▸ **Exercise directions**
Determine how many lines of the listing contain the word "content". The reply is that number alone.

▸ **Material for this exercise**
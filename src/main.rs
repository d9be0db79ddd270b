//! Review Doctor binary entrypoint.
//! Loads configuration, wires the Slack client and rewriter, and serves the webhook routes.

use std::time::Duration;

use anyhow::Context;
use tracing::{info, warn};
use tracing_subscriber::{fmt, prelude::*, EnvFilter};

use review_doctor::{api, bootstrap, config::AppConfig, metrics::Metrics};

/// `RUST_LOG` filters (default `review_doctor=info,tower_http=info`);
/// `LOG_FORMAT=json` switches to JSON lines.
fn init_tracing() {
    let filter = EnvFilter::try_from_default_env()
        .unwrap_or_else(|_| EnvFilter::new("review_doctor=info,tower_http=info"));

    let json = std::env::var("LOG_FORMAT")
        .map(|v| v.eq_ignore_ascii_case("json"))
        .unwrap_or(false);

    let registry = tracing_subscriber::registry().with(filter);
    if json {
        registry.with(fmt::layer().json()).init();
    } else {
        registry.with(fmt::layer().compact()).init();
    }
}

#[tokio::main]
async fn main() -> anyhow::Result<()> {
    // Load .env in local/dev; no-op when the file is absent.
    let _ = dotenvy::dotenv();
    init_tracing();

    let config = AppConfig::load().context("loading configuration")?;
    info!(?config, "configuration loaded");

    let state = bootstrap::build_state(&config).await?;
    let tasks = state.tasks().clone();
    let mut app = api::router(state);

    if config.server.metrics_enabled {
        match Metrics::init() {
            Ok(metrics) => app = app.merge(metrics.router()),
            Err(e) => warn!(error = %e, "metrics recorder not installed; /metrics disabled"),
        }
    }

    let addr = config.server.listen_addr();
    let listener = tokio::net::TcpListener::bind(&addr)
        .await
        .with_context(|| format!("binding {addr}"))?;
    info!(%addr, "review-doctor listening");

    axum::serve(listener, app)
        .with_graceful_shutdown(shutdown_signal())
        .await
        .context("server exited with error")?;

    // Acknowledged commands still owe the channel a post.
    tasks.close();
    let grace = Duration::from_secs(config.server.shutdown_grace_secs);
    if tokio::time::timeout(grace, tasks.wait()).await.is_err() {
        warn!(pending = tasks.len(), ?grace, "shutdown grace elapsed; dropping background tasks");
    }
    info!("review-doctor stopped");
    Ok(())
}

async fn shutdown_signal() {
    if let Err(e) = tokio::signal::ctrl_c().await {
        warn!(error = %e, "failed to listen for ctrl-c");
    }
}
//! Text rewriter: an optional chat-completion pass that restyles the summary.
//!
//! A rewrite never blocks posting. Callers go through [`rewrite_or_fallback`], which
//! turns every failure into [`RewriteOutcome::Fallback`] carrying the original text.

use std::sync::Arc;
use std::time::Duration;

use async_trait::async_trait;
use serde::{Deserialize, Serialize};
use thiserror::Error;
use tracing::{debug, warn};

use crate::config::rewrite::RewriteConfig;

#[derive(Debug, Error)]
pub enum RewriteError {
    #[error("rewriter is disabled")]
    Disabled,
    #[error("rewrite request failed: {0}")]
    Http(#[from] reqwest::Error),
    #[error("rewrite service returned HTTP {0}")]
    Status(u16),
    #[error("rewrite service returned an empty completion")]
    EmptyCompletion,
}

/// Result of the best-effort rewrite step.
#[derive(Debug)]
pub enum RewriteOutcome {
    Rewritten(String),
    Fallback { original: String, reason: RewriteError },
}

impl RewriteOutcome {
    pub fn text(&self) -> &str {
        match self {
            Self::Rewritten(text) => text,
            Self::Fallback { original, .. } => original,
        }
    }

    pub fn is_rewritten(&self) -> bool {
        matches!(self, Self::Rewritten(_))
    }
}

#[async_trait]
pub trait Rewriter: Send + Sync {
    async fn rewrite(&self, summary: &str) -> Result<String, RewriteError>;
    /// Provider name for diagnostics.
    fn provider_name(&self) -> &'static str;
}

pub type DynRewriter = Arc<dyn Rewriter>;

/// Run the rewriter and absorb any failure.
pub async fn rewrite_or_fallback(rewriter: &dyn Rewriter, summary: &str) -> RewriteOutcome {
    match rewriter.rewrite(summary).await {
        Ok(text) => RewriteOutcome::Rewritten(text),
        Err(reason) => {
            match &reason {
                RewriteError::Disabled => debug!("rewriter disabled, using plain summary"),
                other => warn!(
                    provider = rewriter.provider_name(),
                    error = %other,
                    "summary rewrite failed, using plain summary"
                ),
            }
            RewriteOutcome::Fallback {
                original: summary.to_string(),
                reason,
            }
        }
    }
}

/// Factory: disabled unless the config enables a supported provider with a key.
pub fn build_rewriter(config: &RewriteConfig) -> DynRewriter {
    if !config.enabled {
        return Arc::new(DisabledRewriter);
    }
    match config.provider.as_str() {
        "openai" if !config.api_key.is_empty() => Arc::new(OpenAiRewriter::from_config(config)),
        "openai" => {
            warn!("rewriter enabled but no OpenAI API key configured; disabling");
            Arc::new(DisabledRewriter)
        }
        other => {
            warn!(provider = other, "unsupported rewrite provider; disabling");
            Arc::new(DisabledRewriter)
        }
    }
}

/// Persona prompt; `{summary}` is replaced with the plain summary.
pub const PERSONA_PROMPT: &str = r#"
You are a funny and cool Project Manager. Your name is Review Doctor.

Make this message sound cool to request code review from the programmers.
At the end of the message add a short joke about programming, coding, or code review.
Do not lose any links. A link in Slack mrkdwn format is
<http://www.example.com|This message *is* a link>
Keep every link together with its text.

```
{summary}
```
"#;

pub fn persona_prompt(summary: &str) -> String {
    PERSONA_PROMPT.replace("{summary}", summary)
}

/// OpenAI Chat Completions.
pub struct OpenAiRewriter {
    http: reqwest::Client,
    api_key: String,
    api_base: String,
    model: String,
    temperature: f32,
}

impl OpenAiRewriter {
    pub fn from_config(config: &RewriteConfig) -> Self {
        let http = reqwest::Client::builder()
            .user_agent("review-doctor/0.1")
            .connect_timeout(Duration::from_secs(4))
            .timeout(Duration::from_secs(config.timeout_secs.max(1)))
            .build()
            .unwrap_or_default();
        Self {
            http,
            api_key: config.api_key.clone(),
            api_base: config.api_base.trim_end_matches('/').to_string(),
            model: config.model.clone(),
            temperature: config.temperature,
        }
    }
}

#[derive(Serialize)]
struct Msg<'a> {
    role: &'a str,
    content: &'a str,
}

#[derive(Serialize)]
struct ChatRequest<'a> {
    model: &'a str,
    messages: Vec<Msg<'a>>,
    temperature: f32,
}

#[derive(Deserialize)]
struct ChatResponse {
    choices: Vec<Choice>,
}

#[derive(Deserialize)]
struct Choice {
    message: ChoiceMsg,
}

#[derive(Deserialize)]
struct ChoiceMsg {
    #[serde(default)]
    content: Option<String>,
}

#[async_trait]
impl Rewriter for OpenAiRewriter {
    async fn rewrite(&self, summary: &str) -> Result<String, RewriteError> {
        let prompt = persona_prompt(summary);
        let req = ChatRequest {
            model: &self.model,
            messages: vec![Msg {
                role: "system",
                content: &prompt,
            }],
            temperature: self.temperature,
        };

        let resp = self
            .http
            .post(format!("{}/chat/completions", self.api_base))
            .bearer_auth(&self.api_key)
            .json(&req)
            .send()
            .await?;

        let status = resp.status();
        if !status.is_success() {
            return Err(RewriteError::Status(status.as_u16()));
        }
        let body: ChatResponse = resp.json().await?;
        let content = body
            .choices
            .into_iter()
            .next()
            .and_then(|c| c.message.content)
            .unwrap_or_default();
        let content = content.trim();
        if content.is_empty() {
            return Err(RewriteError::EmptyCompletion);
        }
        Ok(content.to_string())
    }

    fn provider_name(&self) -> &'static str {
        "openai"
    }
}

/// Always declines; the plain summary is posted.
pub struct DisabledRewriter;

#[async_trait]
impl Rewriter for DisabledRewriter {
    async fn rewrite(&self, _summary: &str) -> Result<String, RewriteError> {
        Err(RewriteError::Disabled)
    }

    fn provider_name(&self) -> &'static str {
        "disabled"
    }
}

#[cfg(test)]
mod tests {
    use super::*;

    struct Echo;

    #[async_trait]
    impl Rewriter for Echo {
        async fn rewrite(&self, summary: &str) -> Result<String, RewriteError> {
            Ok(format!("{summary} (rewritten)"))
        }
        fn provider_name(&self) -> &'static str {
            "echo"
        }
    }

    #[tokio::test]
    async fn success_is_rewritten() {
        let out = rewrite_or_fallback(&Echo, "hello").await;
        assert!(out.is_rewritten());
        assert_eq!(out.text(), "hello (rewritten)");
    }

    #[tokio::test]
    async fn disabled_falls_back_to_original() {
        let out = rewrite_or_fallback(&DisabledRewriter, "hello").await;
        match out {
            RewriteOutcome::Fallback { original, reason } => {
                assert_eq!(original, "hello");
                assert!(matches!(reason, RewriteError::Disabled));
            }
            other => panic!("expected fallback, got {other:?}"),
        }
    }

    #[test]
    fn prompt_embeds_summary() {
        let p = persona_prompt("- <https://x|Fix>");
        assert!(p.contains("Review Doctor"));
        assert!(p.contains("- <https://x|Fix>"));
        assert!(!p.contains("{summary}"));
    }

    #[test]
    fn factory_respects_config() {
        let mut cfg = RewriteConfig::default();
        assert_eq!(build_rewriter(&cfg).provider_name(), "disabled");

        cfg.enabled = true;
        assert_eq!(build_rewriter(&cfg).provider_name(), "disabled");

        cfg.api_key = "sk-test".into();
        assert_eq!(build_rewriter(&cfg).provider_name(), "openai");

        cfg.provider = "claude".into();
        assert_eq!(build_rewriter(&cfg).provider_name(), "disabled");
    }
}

▸ **Task solution**
8